After sitting in a wheelchair, Hawking could also use the finger to tap the keyboard to output text. Later, the finger could not move. I thought about using eyeball cultivation and brainwave recognition technology to help output information. But in the end, due to the disease and technical problems, failed to complete, and the use of infrared detection glasses, this is the most advanced language synthesis technology. Hawking didn’t directly convert his brainwaves directly into language until the end, but this technology is coming soon. From another perspective, we continue to explore the “brain machine interface.”
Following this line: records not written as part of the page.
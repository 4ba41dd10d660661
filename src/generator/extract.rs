//! @acp:module "Parameter Extractor"
//! @acp:summary "Archetype-specific heuristics pulling template parameters out of a prompt"
//! @acp:domain generator
//! @acp:layer logic
//!
//! Every parameter has a default, so extraction never fails. A pattern that
//! matches text which cannot be parsed as a number counts as no match.

use regex::{Captures, Regex};
use serde::{Deserialize, Serialize};
use std::sync::LazyLock;

use super::number::{parse_decimal, parse_integer, parse_scaled, Magnitude};
use super::params::{ParamValue, ParameterSet};
use crate::archetype::Archetype;

pub const DEFAULT_TOKEN_NAME: &str = "MyToken";
pub const DEFAULT_NFT_NAME: &str = "MyNFT";
pub const DEFAULT_SUPPLY: u64 = 1_000_000;
pub const DEFAULT_MAX_SUPPLY: u64 = 10_000;
pub const DEFAULT_MINT_PRICE: f64 = 0.01;
pub const DEFAULT_LOCK_DAYS: u64 = 30;
pub const DEFAULT_REQUIRED: u64 = 2;
pub const TIMELOCK_NAME: &str = "TimeLock";
pub const VOTING_NAME: &str = "VotingContract";
pub const MULTISIG_NAME: &str = "MultiSigWallet";
pub const STAKING_NAME: &str = "StakingPool";
/// 0.000001 tokens per second at 18 decimals
pub const STAKING_REWARD_RATE: &str = "1000000000000";

/// "called MantleGold", "call 'Vault'"
static NAME_PATTERN: LazyLock<Regex> =
    LazyLock::new(|| Regex::new(r#"(?i)\bcall(?:ed)?\s+["']?(\w+)["']?"#).unwrap());

static SYMBOL_PATTERN: LazyLock<Regex> =
    LazyLock::new(|| Regex::new(r#"(?i)\bsymbol\b\s*[:=]?\s*["']?(\w+)["']?"#).unwrap());

/// "1 million supply", "1,500,000 total supply"
static SUPPLY_BEFORE_PATTERN: LazyLock<Regex> = LazyLock::new(|| {
    Regex::new(
        r"(?i)\b(\d+(?:,\d+)*(?:\.\d+)?)\s*(?:(million|thousand|m|k)\b\s*)?(?:(?:total|max)\s+)?supply",
    )
    .unwrap()
});

/// "supply of 2 million", "supply: 500k"
static SUPPLY_AFTER_PATTERN: LazyLock<Regex> = LazyLock::new(|| {
    Regex::new(r"(?i)\bsupply\s*(?:of|:|=)?\s*(\d+(?:,\d+)*(?:\.\d+)?)(?:\s*(million|thousand|m|k)\b)?")
        .unwrap()
});

/// "10000 max supply"
static MAX_SUPPLY_PATTERN: LazyLock<Regex> = LazyLock::new(|| {
    Regex::new(r"(?i)\b(\d+(?:,\d{3})*)\s*(?:max(?:imum)?\s+)?supply").unwrap()
});

/// "max supply of 500", "supply: 2,000"
static MAX_SUPPLY_AFTER_PATTERN: LazyLock<Regex> = LazyLock::new(|| {
    Regex::new(r"(?i)\bsupply\s*(?:of|:|=)?\s*(\d+(?:,\d{3})*)\b").unwrap()
});

static PRICE_PATTERN: LazyLock<Regex> = LazyLock::new(|| {
    Regex::new(r"(?i)\b(\d+(?:\.\d+)?)\s*(?:ethereum|ether|eth|mnt)\b").unwrap()
});

static DAYS_PATTERN: LazyLock<Regex> =
    LazyLock::new(|| Regex::new(r"(?i)(\d+(?:,\d{3})*)\s*days?\b").unwrap());

/// "2 of 3", "2-of-3", "3 out of 5"
static THRESHOLD_PATTERN: LazyLock<Regex> =
    LazyLock::new(|| Regex::new(r"(?i)(\d+)[\s-]*(?:out\s+of|of)[\s-]*(\d+)").unwrap());

/// How far from the matched supply number magnitude words are looked for
#[derive(Debug, Clone, Copy, PartialEq, Eq, Default, Serialize, Deserialize)]
#[serde(rename_all = "lowercase")]
pub enum UnitScope {
    /// Only a unit inside the matched supply phrase counts
    #[default]
    Adjacent,
    /// Any "million"/" m " and "thousand"/" k " in the prompt counts, both may apply
    Prompt,
}

impl std::str::FromStr for UnitScope {
    type Err = String;

    fn from_str(s: &str) -> Result<Self, Self::Err> {
        match s.to_lowercase().as_str() {
            "adjacent" => Ok(UnitScope::Adjacent),
            "prompt" => Ok(UnitScope::Prompt),
            _ => Err(format!("Unknown unit scope: {}", s)),
        }
    }
}

/// Extracts a [`ParameterSet`] for a given archetype
#[derive(Debug, Clone, Copy, Default)]
pub struct Extractor {
    unit_scope: UnitScope,
}

impl Extractor {
    pub fn new(unit_scope: UnitScope) -> Self {
        Self { unit_scope }
    }

    /// Build the parameter set for `archetype`, defaulting anything not found
    pub fn extract(&self, prompt: &str, archetype: Archetype) -> ParameterSet {
        let mut params = ParameterSet::new();

        match archetype {
            Archetype::Erc20 => {
                let name = capture_word(&NAME_PATTERN, prompt)
                    .unwrap_or_else(|| DEFAULT_TOKEN_NAME.to_string());
                let symbol = capture_word(&SYMBOL_PATTERN, prompt)
                    .unwrap_or_else(|| derive_symbol(&name));
                let supply = self
                    .token_supply(prompt)
                    .unwrap_or(ParamValue::Integer(DEFAULT_SUPPLY));
                params.insert("name", name);
                params.insert("symbol", symbol);
                params.insert("supply", supply);
            }
            Archetype::Erc721 => {
                let name = capture_word(&NAME_PATTERN, prompt)
                    .unwrap_or_else(|| DEFAULT_NFT_NAME.to_string());
                let max_supply = capture_integer(&MAX_SUPPLY_PATTERN, prompt)
                    .or_else(|| capture_integer(&MAX_SUPPLY_AFTER_PATTERN, prompt))
                    .unwrap_or(DEFAULT_MAX_SUPPLY);
                let mint_price = PRICE_PATTERN
                    .captures(prompt)
                    .and_then(|caps| parse_decimal(&caps[1]))
                    .unwrap_or(ParamValue::Decimal(DEFAULT_MINT_PRICE));
                params.insert("symbol", derive_symbol(&name));
                params.insert("name", name);
                params.insert("maxSupply", max_supply);
                params.insert("mintPrice", mint_price);
            }
            Archetype::Timelock => {
                params.insert("name", TIMELOCK_NAME);
                params.insert(
                    "lockDays",
                    capture_integer(&DAYS_PATTERN, prompt).unwrap_or(DEFAULT_LOCK_DAYS),
                );
            }
            Archetype::Voting => {
                params.insert("name", VOTING_NAME);
            }
            Archetype::Multisig => {
                params.insert("name", MULTISIG_NAME);
                params.insert(
                    "required",
                    capture_integer(&THRESHOLD_PATTERN, prompt).unwrap_or(DEFAULT_REQUIRED),
                );
            }
            Archetype::Staking => {
                params.insert("name", STAKING_NAME);
                params.insert("rewardRate", STAKING_REWARD_RATE);
            }
            Archetype::Custom => {}
        }

        tracing::debug!("Extracted {} parameters for {}: {:?}", params.len(), archetype, params);
        params
    }

    fn token_supply(&self, prompt: &str) -> Option<ParamValue> {
        let caps = SUPPLY_BEFORE_PATTERN
            .captures(prompt)
            .or_else(|| SUPPLY_AFTER_PATTERN.captures(prompt))?;

        let factor = match self.unit_scope {
            UnitScope::Adjacent => adjacent_factor(&caps),
            UnitScope::Prompt => prompt_factor(prompt),
        };

        parse_scaled(&caps[1], factor)
    }
}

/// Extract parameters with the default [`UnitScope::Adjacent`] policy
pub fn extract(prompt: &str, archetype: Archetype) -> ParameterSet {
    Extractor::default().extract(prompt, archetype)
}

fn adjacent_factor(caps: &Captures<'_>) -> u64 {
    caps.get(2)
        .and_then(|unit| Magnitude::from_unit(unit.as_str()))
        .map(|m| m.factor())
        .unwrap_or(1)
}

fn prompt_factor(prompt: &str) -> u64 {
    let lower = prompt.to_lowercase();
    let mut factor = 1;
    if lower.contains("million") || lower.contains(" m ") {
        factor *= Magnitude::Million.factor();
    }
    if lower.contains("thousand") || lower.contains(" k ") {
        factor *= Magnitude::Thousand.factor();
    }
    factor
}

fn capture_word(pattern: &Regex, prompt: &str) -> Option<String> {
    pattern.captures(prompt).map(|caps| caps[1].to_string())
}

fn capture_integer(pattern: &Regex, prompt: &str) -> Option<u64> {
    pattern
        .captures(prompt)
        .and_then(|caps| parse_integer(&caps[1]))
}

/// First four characters of the name, upper-cased
fn derive_symbol(name: &str) -> String {
    name.chars().take(4).collect::<String>().to_uppercase()
}

#[cfg(test)]
mod tests {
    use super::*;

    fn supply_of(prompt: &str, scope: UnitScope) -> Option<ParamValue> {
        Extractor::new(scope)
            .extract(prompt, Archetype::Erc20)
            .get("supply")
            .cloned()
    }

    #[test]
    fn test_erc20_name_symbol_supply() {
        let params = extract(
            "Create an ERC-20 token called MantleGold with 1 million supply",
            Archetype::Erc20,
        );
        assert_eq!(params.get_str("name"), Some("MantleGold"));
        assert_eq!(params.get_str("symbol"), Some("MANT"));
        assert_eq!(params.get("supply"), Some(&ParamValue::Integer(1_000_000)));
    }

    #[test]
    fn test_erc20_explicit_symbol() {
        let params = extract(
            "A token called 'Mantle' with symbol MNTL and 500 supply",
            Archetype::Erc20,
        );
        assert_eq!(params.get_str("name"), Some("Mantle"));
        assert_eq!(params.get_str("symbol"), Some("MNTL"));
        assert_eq!(params.get("supply"), Some(&ParamValue::Integer(500)));
    }

    #[test]
    fn test_erc20_defaults() {
        let params = extract("erc20 please", Archetype::Erc20);
        assert_eq!(params.get_str("name"), Some(DEFAULT_TOKEN_NAME));
        assert_eq!(params.get_str("symbol"), Some("MYTO"));
        assert_eq!(params.get("supply"), Some(&ParamValue::Integer(DEFAULT_SUPPLY)));
    }

    #[test]
    fn test_supply_units_and_separators() {
        let scope = UnitScope::Adjacent;
        assert_eq!(
            supply_of("token with a supply of 2 million", scope),
            Some(ParamValue::Integer(2_000_000))
        );
        assert_eq!(
            supply_of("token with 1,500,000 supply", scope),
            Some(ParamValue::Integer(1_500_000))
        );
        assert_eq!(
            supply_of("token with 250k total supply", scope),
            Some(ParamValue::Integer(250_000))
        );
        assert_eq!(
            supply_of("token with 2.5 million supply", scope),
            Some(ParamValue::Integer(2_500_000))
        );
    }

    #[test]
    fn test_supply_abbreviated_units() {
        assert_eq!(
            supply_of("token with 1m supply", UnitScope::Adjacent),
            Some(ParamValue::Integer(1_000_000))
        );
        assert_eq!(
            supply_of("token with 2 m supply", UnitScope::Prompt),
            Some(ParamValue::Integer(2_000_000))
        );
        assert_eq!(
            supply_of("token, 40 supply, about 1 k holders", UnitScope::Prompt),
            Some(ParamValue::Integer(40_000))
        );
    }

    #[test]
    fn test_fractional_supply_scales_exactly() {
        assert_eq!(
            supply_of("token with 1.005k supply", UnitScope::Adjacent),
            Some(ParamValue::Integer(1_005))
        );
    }

    #[test]
    fn test_archetype_digits_are_not_amounts() {
        assert_eq!(
            supply_of("Create an ERC20 total supply of 5 million", UnitScope::Adjacent),
            Some(ParamValue::Integer(5_000_000))
        );

        let params = extract("Launch an ERC721 max supply of 500 at 0.1 eth", Archetype::Erc721);
        assert_eq!(params.get("maxSupply"), Some(&ParamValue::Integer(500)));
        assert_eq!(params.get("mintPrice"), Some(&ParamValue::Decimal(0.1)));
    }

    #[test]
    fn test_unit_scope_adjacent_ignores_stray_units() {
        let prompt = "10 tokens, million-dollar idea, 500 supply";
        assert_eq!(
            supply_of(prompt, UnitScope::Adjacent),
            Some(ParamValue::Integer(500))
        );
        assert_eq!(
            supply_of(prompt, UnitScope::Prompt),
            Some(ParamValue::Integer(500_000_000))
        );
    }

    #[test]
    fn test_unit_scope_prompt_applies_both_multipliers() {
        assert_eq!(
            supply_of("a million thanks, 3 thousand supply token", UnitScope::Prompt),
            Some(ParamValue::Integer(3_000_000_000))
        );
    }

    #[test]
    fn test_supply_overflow_falls_back_to_default() {
        assert_eq!(
            supply_of("token with 99999999999999999999 million supply", UnitScope::Adjacent),
            Some(ParamValue::Integer(DEFAULT_SUPPLY))
        );
    }

    #[test]
    fn test_erc721_parameters() {
        let params = extract(
            "Build an NFT collection called MantleApes with 10000 max supply and 0.05 MNT mint price",
            Archetype::Erc721,
        );
        assert_eq!(params.get_str("name"), Some("MantleApes"));
        assert_eq!(params.get_str("symbol"), Some("MANT"));
        assert_eq!(params.get("maxSupply"), Some(&ParamValue::Integer(10_000)));
        assert_eq!(params.get("mintPrice"), Some(&ParamValue::Decimal(0.05)));
    }

    #[test]
    fn test_erc721_defaults() {
        let params = extract("an nft drop", Archetype::Erc721);
        assert_eq!(params.get_str("name"), Some(DEFAULT_NFT_NAME));
        assert_eq!(params.get_str("symbol"), Some("MYNF"));
        assert_eq!(params.get("maxSupply"), Some(&ParamValue::Integer(DEFAULT_MAX_SUPPLY)));
        assert_eq!(params.get("mintPrice"), Some(&ParamValue::Decimal(DEFAULT_MINT_PRICE)));
    }

    #[test]
    fn test_erc721_separated_max_supply() {
        let params = extract("nft with 5,000 max supply at 1 ETH", Archetype::Erc721);
        assert_eq!(params.get("maxSupply"), Some(&ParamValue::Integer(5_000)));
        assert_eq!(params.get("mintPrice"), Some(&ParamValue::Integer(1)));
    }

    #[test]
    fn test_timelock_days() {
        let params = extract(
            "Create a timelock contract that releases funds after 90 days",
            Archetype::Timelock,
        );
        assert_eq!(params.get_str("name"), Some(TIMELOCK_NAME));
        assert_eq!(params.get("lockDays"), Some(&ParamValue::Integer(90)));

        let params = extract("timelock", Archetype::Timelock);
        assert_eq!(params.get("lockDays"), Some(&ParamValue::Integer(DEFAULT_LOCK_DAYS)));
    }

    #[test]
    fn test_multisig_threshold() {
        let params = extract("Create a 2 of 3 multisig wallet", Archetype::Multisig);
        assert_eq!(params.get("required"), Some(&ParamValue::Integer(2)));
        assert_eq!(params.get_str("name"), Some(MULTISIG_NAME));

        let params = extract("multisig needing 3 out of 5 owners", Archetype::Multisig);
        assert_eq!(params.get("required"), Some(&ParamValue::Integer(3)));

        let params = extract("multisig", Archetype::Multisig);
        assert_eq!(params.get("required"), Some(&ParamValue::Integer(DEFAULT_REQUIRED)));
    }

    #[test]
    fn test_fixed_literal_archetypes() {
        let params = extract("Build a staking pool contract", Archetype::Staking);
        assert_eq!(params.get_str("name"), Some(STAKING_NAME));
        assert_eq!(params.get_str("rewardRate"), Some(STAKING_REWARD_RATE));

        let params = extract("a dao", Archetype::Voting);
        assert_eq!(params.len(), 1);
        assert_eq!(params.get_str("name"), Some(VOTING_NAME));
    }

    #[test]
    fn test_custom_has_no_parameters() {
        assert!(extract("make me a contract", Archetype::Custom).is_empty());
    }

    #[test]
    fn test_unit_scope_from_str() {
        assert_eq!("PROMPT".parse::<UnitScope>(), Ok(UnitScope::Prompt));
        assert!("nearby".parse::<UnitScope>().is_err());
    }
}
Brain wave “typing” paving
In order for brain waves to speak, it is necessary to establish a connection between brain waves and letters. Therefore, “typing” is a topic that cannot be avoided. At the World Robotics Congress in 2018, the “Dynamic Window Steady-State Visual Evoked Potential Brain-Computer Interface System” developed by Tsinghua University provided participants with a competition platform: focus on the letters in the virtual keyboard on the computer screen. The brain waves will be captured and the corresponding letters will be displayed on the screen.
This visual typing system is a visual evoked potential typing system. Each target character in the virtual keyboard will have a specific frequency to flash during the running process, and the target frequency is different. When we look at the target, the brain pillow Near the visual cortex of the area, an EEG signal corresponding to the scintillation frequency is generated. The stimulation is different and the response is different. Therefore, by collecting human EEG signals, the corresponding targets can be found, thereby achieving typing. The leader of the project said that the average correct rate of this system can reach 91%. This input efficiency is roughly equal to the normal person’s handwritten 28 English letters per minute, and the fastest person can play 60 characters per minute.
In fact, the principle of this system is similar to Hawking’s infrared glasses. The infrared glasses capture signals according to Hawking’s small muscles. Both of them use the strong reaction of human pile letters to achieve language output. Of course, Hawking’s infrared glasses equipment is more mature and the typing efficiency is faster.
“Dynamic window steady-state visual evoked potential brain-computer interface system” wants to enter the next stage, what needs to be solved is the “sensitivity” problem – brain waves are very sensitive and active. On the one hand, if people’s attention is not highly concentrated, the system will be difficult to locate the letters; on the other hand, when people see the letters, they often involuntarily generate associations. For example, seeing “c” will think of “copy”. Or the word “car”, which also interferes with system identification. In addition, Chinese has to undergo more conversions than English, and it takes more time.
Everything is ready, the model has become
At present, the brainwave language conversion in the industry is mainly divided into four major steps: sample collection, signal conversion, virtual channel, and output.
The first step of sample collection is easy to understand, it requires the activity of different language words in the brain area to create a database for subsequent mapping. The “soundness” of the establishment of this database directly affects the accuracy of the brainwave conversion language. This also has to consider the different pronunciations, intonations, etc. of the same word. It is very difficult to build a “universal” database.
The second step is the continuous learning of the circulating neural network (RNN), which converts the brain’s neural signals into signals of vocal organ movements that are directly related to the movements of the vocal organs, such as the lips, chin, tongue, and throat.
However, the learning problem of neural networks has always been a headache for the industry, and the content involved is very complicated. The current popular scene is that although the voice output is fast, only half of the sentences are recognized.
The third step is the virtual channel. The vocal movements produced by virtual different sounds are just like the different vocal parts that need to be mobilized in Chinese, such as double lip, lip, and middle notes. Normally, if the simulated pronunciation movement mode is the same as when people speak normally, Then the sounds sent must be the same. This step is done, and then you can output it.